Set down exactly the lines of the records from the top to the line containing "fn legal_moves(&self, role: Role)"; include both.

(Stored data entries)

__________________________________________________

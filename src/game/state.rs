//! The game tree contract.
//!
//! Games implement [`GameState`] to describe one immutable position:
//! - Which moves each role may make
//! - Which state a joint move (one move per role) leads to
//! - Whether the game is over, and how each role scored
//!
//! Games with turns model the waiting role explicitly, usually with
//! [`Move::noop`].

use std::fmt;
use std::sync::Arc;

use crate::core::{Error, Result, Role, RoleMap};

use super::moves::Move;

/// Shared handle to an immutable game state.
pub type StateRef = Arc<dyn GameState>;

/// An immutable position in a multi-role game.
///
/// ## Implementation Notes
///
/// - `legal_moves`: Non-empty for every role of a non-terminal state
/// - `next_state`: Must be deterministic and must reject illegal moves
/// - `outcome`: Returns `Error::NotTerminal` before the game is over
pub trait GameState: Send + Sync + fmt::Debug {
    /// Number of roles in the game.
    fn num_roles(&self) -> usize;

    /// Legal moves for a role, in a stable order.
    fn legal_moves(&self, role: Role) -> Result<Vec<Move>>;

    /// Resolve a move name back to a move for the given role.
    fn move_named(&self, role: Role, name: &str) -> Result<Move>;

    /// Apply one move per role, in role order.
    fn next_state(&self, moves: &[Move]) -> Result<StateRef>;

    /// Check if the game is over.
    fn is_terminal(&self) -> bool;

    /// Score for a role; only defined when terminal.
    fn outcome(&self, role: Role) -> Result<f64>;

    // === Convenience Methods ===

    /// Scores for every role.
    fn outcomes(&self) -> Result<RoleMap<f64>> {
        let values = Role::all(self.num_roles())
            .map(|role| self.outcome(role))
            .collect::<Result<Vec<_>>>()?;
        Ok(RoleMap::from_vec(values))
    }
}

/// Source of initial states for one game.
pub trait GameProvider: Send + Sync {
    /// Stable identifier, used in match specs.
    fn id(&self) -> &str;

    /// Name for display.
    fn display_name(&self) -> &str {
        self.id()
    }

    /// The starting position.
    fn initial_state(&self) -> StateRef;

    /// Constant sum of all roles' outcomes, if the game is constant-sum.
    fn zero_sum_total(&self) -> Option<f64> {
        None
    }
}

/// Fail with `InvalidRole` unless `role` is one of `role_count` roles.
pub fn ensure_role(role: Role, role_count: usize) -> Result<()> {
    if role.index() < role_count {
        Ok(())
    } else {
        Err(Error::InvalidRole { role, role_count })
    }
}

/// Check that `moves` holds exactly one legal move per role of `state`.
///
/// Games call this at the top of `next_state` before applying anything.
pub fn validate_joint_move(state: &dyn GameState, moves: &[Move]) -> Result<()> {
    let expected = state.num_roles();
    if moves.len() != expected {
        return Err(Error::WrongMoveCount {
            expected,
            got: moves.len(),
        });
    }
    for (role, mv) in Role::all(expected).zip(moves) {
        if !state.legal_moves(role)?.contains(mv) {
            return Err(Error::IllegalMove {
                role,
                name: mv.name().to_string(),
            });
        }
    }
    Ok(())
}

#[cfg(test)]
mod tests {
    use super::*;

    #[test]
    fn test_ensure_role() {
        assert!(ensure_role(Role::new(1), 2).is_ok());
        assert!(matches!(
            ensure_role(Role::new(2), 2),
            Err(Error::InvalidRole { role_count: 2, .. })
        ));
    }
}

__________________________________________________

### SOLVED PROBLEM
filename src/game/state.rs
//! The game tree contract.
//!
//! Games implement [`GameState`] to describe one immutable position:
//! - Which moves each role may make
//! - Which state a joint move (one move per role) leads to
//! - Whether the game is over, and how each role scored
//!
//! Games with turns model the waiting role explicitly, usually with
//! [`Move::noop`].

use std::fmt;
use std::sync::Arc;

use crate::core::{Error, Result, Role, RoleMap};

use super::moves::Move;

/// Shared handle to an immutable game state.
pub type StateRef = Arc<dyn GameState>;

/// An immutable position in a multi-role game.
///
/// ## Implementation Notes
///
/// - `legal_moves`: Non-empty for every role of a non-terminal state
/// - `next_state`: Must be deterministic and must reject illegal moves
/// - `outcome`: Returns `Error::NotTerminal` before the game is over
pub trait GameState: Send + Sync + fmt::Debug {
    /// Number of roles in the game.
    fn num_roles(&self) -> usize;

    /// Legal moves for a role, in a stable order.
    fn legal_moves(&self, role: Role) -> Result<Vec<Move>>;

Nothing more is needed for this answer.